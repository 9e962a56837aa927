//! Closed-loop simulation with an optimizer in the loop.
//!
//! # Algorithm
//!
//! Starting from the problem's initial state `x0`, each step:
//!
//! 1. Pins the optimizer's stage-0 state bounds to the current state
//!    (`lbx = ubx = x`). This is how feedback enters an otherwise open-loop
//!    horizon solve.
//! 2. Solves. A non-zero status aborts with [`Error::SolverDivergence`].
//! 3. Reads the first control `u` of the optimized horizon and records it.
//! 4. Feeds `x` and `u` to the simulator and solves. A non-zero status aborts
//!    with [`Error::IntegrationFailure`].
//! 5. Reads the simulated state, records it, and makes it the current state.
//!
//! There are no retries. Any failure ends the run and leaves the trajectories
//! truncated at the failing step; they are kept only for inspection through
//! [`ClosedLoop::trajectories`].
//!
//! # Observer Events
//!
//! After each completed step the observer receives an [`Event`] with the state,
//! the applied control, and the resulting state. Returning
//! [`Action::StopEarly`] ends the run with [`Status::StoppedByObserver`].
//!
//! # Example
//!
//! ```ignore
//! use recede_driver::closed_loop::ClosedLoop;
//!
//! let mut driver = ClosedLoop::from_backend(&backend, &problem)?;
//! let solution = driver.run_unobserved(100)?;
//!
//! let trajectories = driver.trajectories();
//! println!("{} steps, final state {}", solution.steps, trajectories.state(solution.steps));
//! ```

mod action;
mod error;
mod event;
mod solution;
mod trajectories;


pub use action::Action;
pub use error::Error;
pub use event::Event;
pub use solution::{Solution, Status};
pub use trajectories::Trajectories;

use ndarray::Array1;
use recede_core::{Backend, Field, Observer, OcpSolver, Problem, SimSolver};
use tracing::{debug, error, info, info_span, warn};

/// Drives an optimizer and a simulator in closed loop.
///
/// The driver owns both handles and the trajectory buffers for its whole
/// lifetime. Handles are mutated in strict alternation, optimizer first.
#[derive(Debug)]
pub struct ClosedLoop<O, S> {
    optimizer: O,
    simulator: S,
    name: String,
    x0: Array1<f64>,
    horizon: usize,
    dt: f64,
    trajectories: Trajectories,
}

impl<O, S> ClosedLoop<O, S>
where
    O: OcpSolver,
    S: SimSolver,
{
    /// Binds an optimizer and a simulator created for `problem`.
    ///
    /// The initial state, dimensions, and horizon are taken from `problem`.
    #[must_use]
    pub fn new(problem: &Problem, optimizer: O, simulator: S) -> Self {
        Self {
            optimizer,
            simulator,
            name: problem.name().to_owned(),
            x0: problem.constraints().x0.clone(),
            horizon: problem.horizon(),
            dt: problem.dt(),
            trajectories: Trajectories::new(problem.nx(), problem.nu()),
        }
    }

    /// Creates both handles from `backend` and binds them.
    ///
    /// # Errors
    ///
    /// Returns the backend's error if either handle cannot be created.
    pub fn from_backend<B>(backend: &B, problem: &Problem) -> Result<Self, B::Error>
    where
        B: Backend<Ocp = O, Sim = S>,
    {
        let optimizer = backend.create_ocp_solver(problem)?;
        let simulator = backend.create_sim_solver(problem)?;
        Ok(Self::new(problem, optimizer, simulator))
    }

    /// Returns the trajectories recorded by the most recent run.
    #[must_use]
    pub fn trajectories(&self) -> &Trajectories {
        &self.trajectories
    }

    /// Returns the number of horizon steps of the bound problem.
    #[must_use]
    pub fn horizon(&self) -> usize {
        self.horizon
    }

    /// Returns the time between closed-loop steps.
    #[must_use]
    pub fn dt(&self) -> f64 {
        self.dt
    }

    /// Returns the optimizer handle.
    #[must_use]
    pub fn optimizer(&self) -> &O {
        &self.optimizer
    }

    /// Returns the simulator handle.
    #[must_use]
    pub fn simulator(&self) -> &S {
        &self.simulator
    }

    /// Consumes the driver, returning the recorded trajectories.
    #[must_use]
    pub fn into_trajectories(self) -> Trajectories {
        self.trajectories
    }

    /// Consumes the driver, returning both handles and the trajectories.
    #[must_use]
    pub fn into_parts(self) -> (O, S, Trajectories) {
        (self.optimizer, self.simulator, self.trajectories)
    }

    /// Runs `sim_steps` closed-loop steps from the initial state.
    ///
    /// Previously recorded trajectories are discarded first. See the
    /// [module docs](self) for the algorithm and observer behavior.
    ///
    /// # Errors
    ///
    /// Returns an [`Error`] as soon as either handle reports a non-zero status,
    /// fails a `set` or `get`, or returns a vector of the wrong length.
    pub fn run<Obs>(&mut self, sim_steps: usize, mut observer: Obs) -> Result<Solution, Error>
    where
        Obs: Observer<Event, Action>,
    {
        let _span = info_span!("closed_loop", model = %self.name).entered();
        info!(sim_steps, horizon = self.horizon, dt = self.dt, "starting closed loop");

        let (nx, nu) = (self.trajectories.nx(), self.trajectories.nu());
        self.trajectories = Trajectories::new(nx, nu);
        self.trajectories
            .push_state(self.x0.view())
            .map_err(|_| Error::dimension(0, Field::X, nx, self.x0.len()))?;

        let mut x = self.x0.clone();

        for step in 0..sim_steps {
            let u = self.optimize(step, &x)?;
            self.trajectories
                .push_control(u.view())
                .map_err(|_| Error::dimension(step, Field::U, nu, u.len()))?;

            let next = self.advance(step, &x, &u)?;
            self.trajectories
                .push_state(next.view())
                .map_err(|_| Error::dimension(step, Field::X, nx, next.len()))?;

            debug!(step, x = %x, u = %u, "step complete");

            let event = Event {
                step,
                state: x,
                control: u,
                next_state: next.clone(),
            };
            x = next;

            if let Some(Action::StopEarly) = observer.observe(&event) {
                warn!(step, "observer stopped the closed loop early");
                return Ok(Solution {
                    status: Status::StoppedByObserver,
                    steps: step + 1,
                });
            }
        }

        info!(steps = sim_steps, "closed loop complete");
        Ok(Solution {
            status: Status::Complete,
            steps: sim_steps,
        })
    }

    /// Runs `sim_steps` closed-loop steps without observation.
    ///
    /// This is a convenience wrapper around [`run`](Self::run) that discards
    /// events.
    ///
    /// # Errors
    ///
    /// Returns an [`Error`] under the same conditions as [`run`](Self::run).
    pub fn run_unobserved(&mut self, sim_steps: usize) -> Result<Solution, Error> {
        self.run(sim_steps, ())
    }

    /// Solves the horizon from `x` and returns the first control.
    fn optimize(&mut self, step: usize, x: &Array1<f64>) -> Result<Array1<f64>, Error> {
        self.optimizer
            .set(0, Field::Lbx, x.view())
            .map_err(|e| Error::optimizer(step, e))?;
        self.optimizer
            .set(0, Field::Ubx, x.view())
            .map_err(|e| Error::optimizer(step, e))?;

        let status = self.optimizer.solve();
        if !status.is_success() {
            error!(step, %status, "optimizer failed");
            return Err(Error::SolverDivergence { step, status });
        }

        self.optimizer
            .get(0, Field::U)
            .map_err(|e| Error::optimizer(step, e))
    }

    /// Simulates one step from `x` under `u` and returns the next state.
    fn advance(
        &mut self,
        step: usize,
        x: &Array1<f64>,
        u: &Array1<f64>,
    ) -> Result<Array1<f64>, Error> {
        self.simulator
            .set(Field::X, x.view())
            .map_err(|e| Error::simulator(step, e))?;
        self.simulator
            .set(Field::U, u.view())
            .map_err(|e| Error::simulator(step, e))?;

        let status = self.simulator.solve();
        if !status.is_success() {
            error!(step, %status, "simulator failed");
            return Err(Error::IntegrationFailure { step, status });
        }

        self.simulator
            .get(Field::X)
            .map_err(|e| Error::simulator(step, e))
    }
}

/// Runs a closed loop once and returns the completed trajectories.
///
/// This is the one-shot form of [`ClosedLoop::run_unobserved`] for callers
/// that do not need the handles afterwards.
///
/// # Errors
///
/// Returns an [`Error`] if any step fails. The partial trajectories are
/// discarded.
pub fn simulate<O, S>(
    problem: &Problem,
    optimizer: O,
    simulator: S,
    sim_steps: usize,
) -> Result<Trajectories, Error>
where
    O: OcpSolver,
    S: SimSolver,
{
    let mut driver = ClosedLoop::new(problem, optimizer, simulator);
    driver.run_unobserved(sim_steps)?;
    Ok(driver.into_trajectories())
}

### TASK PROMPT:
Would you please show every line of the material above that includes the string "failed"?

### RESULT BELOW:
            error!(step, %status, "optimizer failed");
            error!(step, %status, "simulator failed");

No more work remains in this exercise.